Eddie Mullins’ DOOMSDAYS may be the first pre-apocalyptic absurd comedy in the history of film. Owing a debt to the deadpan humor of early Jim Jarmusch and the slightly bent characterization of Wes Anderson, director Mullins manages to combine the best of both worlds and create an original and charming one of his own.

The premise is pretty simple in that Dirty Fred and Bruho are a couple of squatters who travel from home to home breaking and entering as they see fit. They don’t have any moral hangups on what they’re doing as according to Bruho, the world is about to come to an end on account of our diminishing oil supplies. Along the way, the guys meet Jayden (a dead ringer for Jonah Hill) and Reyna (a dead ringer for Olivia Wilde) who join their party forming emotional and in the case of the latter, sexual bonds among the leads. The film doesn’t have a “plot” per se and functions more on an episodic level with random events happening to the party over the course of a month. The days are broken up as individual chapters in the film.
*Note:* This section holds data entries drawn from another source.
//! # Error Types
//!
//! Domain-specific error types for hemovault-core.
//!
//! ## Error Hierarchy
//! ```text
//! ┌─────────────────────────────────────────────────────────────────────────┐
//! │                         Error Types                                     │
//! │                                                                         │
//! │  hemovault-core errors (this file)                                     │
//! │  ├── CoreError        - Business rule violations                       │
//! │  └── ValidationError  - Input validation failures                      │
//! │                                                                         │
//! │  hemovault-db errors (separate crate)                                  │
//! │  └── DbError          - Database operation failures                    │
//! │                                                                         │
//! │  hemovault-engine errors                                               │
//! │  └── EngineError      - Storage faults / programmer errors             │
//! │                                                                         │
//! │  Expected business failures never escape the engine as errors: they    │
//! │  are folded into {success: false, message} outcomes for the caller.    │
//! │  The Display text of these variants IS that message.                   │
//! └─────────────────────────────────────────────────────────────────────────┘
//! ```
//!
//! ## Design Principles
//! 1. Use `thiserror` for derive macros (not manual impl)
//! 2. Include context in error messages (ids, counts, blood groups)
//! 3. Errors are enum variants, never String
//! 4. Each variant's message is fit to show a user unchanged

use thiserror::Error;

use crate::types::BloodGroup;
use crate::units::Units;

// =============================================================================
// Core Error
// =============================================================================

/// Business rule violations raised by the write paths.
#[derive(Debug, Error)]
pub enum CoreError {
    /// An entity referenced by id does not exist.
    #[error("{entity} not found: {id}")]
    NotFound { entity: &'static str, id: i64 },

    /// Not enough units on the shelf to cover a debit.
    ///
    /// ## When This Occurs
    /// - An allocation asks for more units than the blood group currently has
    /// - A concurrent allocation drained the stock after the caller last read it
    ///
    /// The failed debit leaves the ledger untouched.
    #[error("Insufficient stock for {blood_group}: available {available}, requested {requested}")]
    InsufficientStock {
        blood_group: BloodGroup,
        available: Units,
        requested: Units,
    },

    /// The donor's 90-day interval since the last donation has not elapsed.
    #[error("Donor is not eligible to donate: {days_remaining} days remaining")]
    DonorNotEligible { days_remaining: i64 },

    /// The operation kept colliding with concurrent writers after bounded
    /// internal retries.
    #[error("Operation conflicted with concurrent updates, please retry")]
    ConcurrencyConflict,

    /// Validation error (wraps ValidationError).
    #[error("{0}")]
    Validation(#[from] ValidationError),
}

// =============================================================================
// Validation Error
// =============================================================================

/// Input and attempt-level validation failures.
///
/// These occur before any state is touched; the write paths report them as
/// structured failure outcomes, never as faults.
#[derive(Debug, Error)]
pub enum ValidationError {
    /// A required field is missing or empty.
    #[error("{field} is required")]
    Required { field: String },

    /// Field value is too long.
    #[error("{field} must be at most {max} characters")]
    TooLong { field: String, max: usize },

    /// Numeric value is out of range.
    #[error("{field} must be between {min} and {max}")]
    OutOfRange { field: String, min: i64, max: i64 },

    /// Value must be positive.
    #[error("{field} must be positive")]
    MustBePositive { field: String },

    /// Invalid format (e.g. malformed blood pressure reading).
    #[error("{field} has invalid format: {reason}")]
    InvalidFormat { field: String, reason: String },

    /// A calendar field points into the past.
    #[error("{field} must not be in the past")]
    DateInPast { field: String },

    /// Submitted blood group differs from the donor's registered group.
    #[error("Blood group {actual} does not match donor's registered group {expected}")]
    BloodGroupMismatch {
        expected: BloodGroup,
        actual: BloodGroup,
    },

    /// The measured hemoglobin is below the donation minimum.
    #[error("Hemoglobin level {level} g/dL is below the 12.5 g/dL minimum")]
    HemoglobinTooLow { level: f64 },

    /// The referenced staff member exists but is not active.
    #[error("Staff member {staff_id} is not active")]
    InactiveStaff { staff_id: i64 },

    /// The referenced hospital exists but has been deactivated.
    #[error("Hospital {hospital_id} is not active")]
    InactiveHospital { hospital_id: i64 },

    /// An allocation asks for more units than the request still needs.
    #[error("Cannot allocate {requested} unit(s): only {pending} pending on this request")]
    OverAllocation { requested: Units, pending: Units },
}

// =============================================================================
// Result Type Alias
// =============================================================================

/// Convenience type alias for Results with CoreError.
pub type CoreResult<T> = Result<T, CoreError>;

// =============================================================================
// Unit Tests
// =============================================================================
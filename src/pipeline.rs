//! The whole run, strictly forward: fetch → join → estimate → report/persist/aggregate → charts.
//!
//! Fetch and join failures end the run with an error, since nothing downstream can be computed.
//! Failures after that (one chart, the database, the export) are recorded in the
//! [`RunReport`] and the remaining outputs are still produced.

use crate::aggregate::aggregate;
use crate::api::IndicatorSource;
use crate::config::Config;
use crate::error::{PipelineError, Result};
use crate::models::{CANADA_ISO3, EstimatedRecord, YearlySummary};
use crate::stats::{self, DatasetSummary};
use crate::transform::{estimate, join_outcomes};
use crate::viz::{self, ValueFormat, YearChart};
use crate::{report, storage};
use log::{error, info, warn};
use std::fs;
use std::path::PathBuf;

/// A stage that failed without stopping the run.
#[derive(Debug)]
pub struct StageFailure {
    pub stage: &'static str,
    pub error: PipelineError,
}

/// What one run produced.
#[derive(Debug, Default)]
pub struct RunReport {
    pub summary: Option<DatasetSummary>,
    pub yearly: Vec<YearlySummary>,
    /// Files written, in order.
    pub written: Vec<PathBuf>,
    pub failures: Vec<StageFailure>,
}

impl RunReport {
    pub fn is_success(&self) -> bool {
        self.failures.is_empty()
    }

    fn fail(&mut self, stage: &'static str, error: PipelineError) {
        error!("{stage} failed: {error}");
        self.failures.push(StageFailure { stage, error });
    }

    /// Record a written file and announce it with `notice` on stdout.
    fn wrote(&mut self, notice: &str, path: PathBuf) {
        println!("{notice} '{}'", path.display());
        self.written.push(path);
    }
}

/// Fetch both indicators from `source` and produce every output described by `cfg`.
pub fn run(cfg: &Config, source: &dyn IndicatorSource) -> Result<RunReport> {
    let birth_rates = source.fetch_indicator(&cfg.api.birth_rate_indicator);
    if let Err(e) = &birth_rates {
        error!("birth rate indicator {}: {e}", cfg.api.birth_rate_indicator);
    }
    let populations = source.fetch_indicator(&cfg.api.population_indicator);
    if let Err(e) = &populations {
        error!("population indicator {}: {e}", cfg.api.population_indicator);
    }

    let joined = join_outcomes(birth_rates, populations)?;
    if joined.is_empty() {
        return Err(PipelineError::data(
            "no country-year has both a birth rate and a population",
        ));
    }
    let estimates = estimate(&joined);
    info!("estimated births for {} country-years", estimates.len());

    let mut outcome = RunReport::default();
    let summary = stats::dataset_summary(&estimates)
        .ok_or_else(|| PipelineError::data("estimated table is empty"))?;
    if let Err(e) = report::print_dataset_summary(&summary) {
        outcome.fail("console summary", e.into());
    }

    fs::create_dir_all(&cfg.output.dir)?;
    render_static_charts(cfg, &estimates, summary.max_year, &mut outcome);

    let yearly = match persist_and_query(cfg, &estimates) {
        Ok(rows) => {
            println!("Data loaded into SQLite successfully.");
            outcome
                .written
                .push(cfg.output.path_for(&cfg.output.database));
            rows
        }
        Err(e) => {
            outcome.fail("database", e);
            warn!("falling back to the in-memory yearly aggregation");
            aggregate(&estimates)
        }
    };

    if let Err(e) = report::print_yearly_table(&yearly) {
        outcome.fail("console table", e.into());
    }

    let chance_path = cfg.output.path_for(&cfg.output.chance_chart);
    match viz::write_chance_chart(&yearly, &chance_path) {
        Ok(()) => outcome.wrote("Interactive chart saved as", chance_path),
        Err(e) => outcome.fail("interactive chart", e),
    }

    if let Some(export) = &cfg.output.export {
        match storage::save_summary(&yearly, export) {
            Ok(()) => {
                info!("saved {} summary rows to {}", yearly.len(), export.display());
                outcome.written.push(export.clone());
            }
            Err(e) => outcome.fail("export", e),
        }
    }

    outcome.summary = Some(summary);
    outcome.yearly = yearly;
    Ok(outcome)
}

/// Replace the estimates table and read the yearly summary back through SQL.
fn persist_and_query(cfg: &Config, estimates: &[EstimatedRecord]) -> Result<Vec<YearlySummary>> {
    let path = cfg.output.path_for(&cfg.output.database);
    let mut conn = storage::open(&path)?;
    storage::write_estimates(&mut conn, &cfg.output.table, estimates)?;
    storage::query_yearly_summary(&conn, &cfg.output.table)
}

fn render_static_charts(
    cfg: &Config,
    estimates: &[EstimatedRecord],
    max_year: i32,
    outcome: &mut RunReport,
) {
    let window = stats::recent_window(max_year, cfg.charts.window_years);
    let (width, height) = (cfg.charts.width, cfg.charts.height);

    let global = stats::yearly_mean_birth_rate(estimates, window);
    let canada = stats::country_rows(estimates, CANADA_ISO3, window);
    if canada.is_empty() {
        warn!(
            "no {CANADA_ISO3} rows in {}-{}; Canada charts will be empty",
            window.0, window.1
        );
    }
    let canada_rate: Vec<(i32, f64)> = canada.iter().map(|r| (r.year, r.birth_rate)).collect();
    let canada_pop: Vec<(i32, f64)> = canada.iter().map(|r| (r.year, r.population)).collect();

    let charts = [
        (
            "global birth rate chart",
            &cfg.output.global_birth_rate_chart,
            YearChart {
                title: "Global Average Birth Rate Over Time",
                y_desc: "Birth Rate (per 1,000 people)",
                window,
                points: &global,
                format: ValueFormat::Rate,
            },
        ),
        (
            "Canada birth rate chart",
            &cfg.output.canada_birth_rate_chart,
            YearChart {
                title: "Canada Birth Rate Over Time",
                y_desc: "Birth Rate (per 1,000 people)",
                window,
                points: &canada_rate,
                format: ValueFormat::Rate,
            },
        ),
        (
            "Canada population chart",
            &cfg.output.canada_population_chart,
            YearChart {
                title: "Canada Population Over Time",
                y_desc: "Population",
                window,
                points: &canada_pop,
                format: ValueFormat::Millions,
            },
        ),
    ];

    for (stage, file, chart) in charts {
        let path = cfg.output.path_for(file);
        match viz::plot_year_chart(&chart, &path, width, height) {
            Ok(()) => outcome.wrote("Figure saved as", path),
            Err(e) => outcome.fail(stage, e),
        }
    }
}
I have to say that going into the film, I wasn’t quite sure what to expect. There was a part of me fearing that this would be the annual “catering to the hipster crowd” entry that Fantasia seems to program year after year in an attempt to appeal to audiences beyond the genre crowd. Fortunately, it was not as I enjoyed every single frame of this film. The best kinds of films are the ones populated by characters you wish you could spend a day with. In the case of DOOMSDAYS, I’d be willing to give it all up and walk the earth with these guys as they’re funny, witty, intelligent and very resourceful. The films strikes me as being very improvisational in nature yet the screenplay is structured so well that it avoids the self-indulgent trappings of the Judd Apatow/Seth Rogen variety. As a fan of the long take, I was especially pleased with the cinematography and how director Mullins had the confidence in his material and actors to simply set the camera on a tripod with a wide-angle lens and let the natural progression of events build up any humor/tension/drama/whatever the scene called for as opposed to artificially creating them via a series of contrived editing techniques.

DOOMSDAYS is currently my pick for best of fest and for that matter, best of 2013.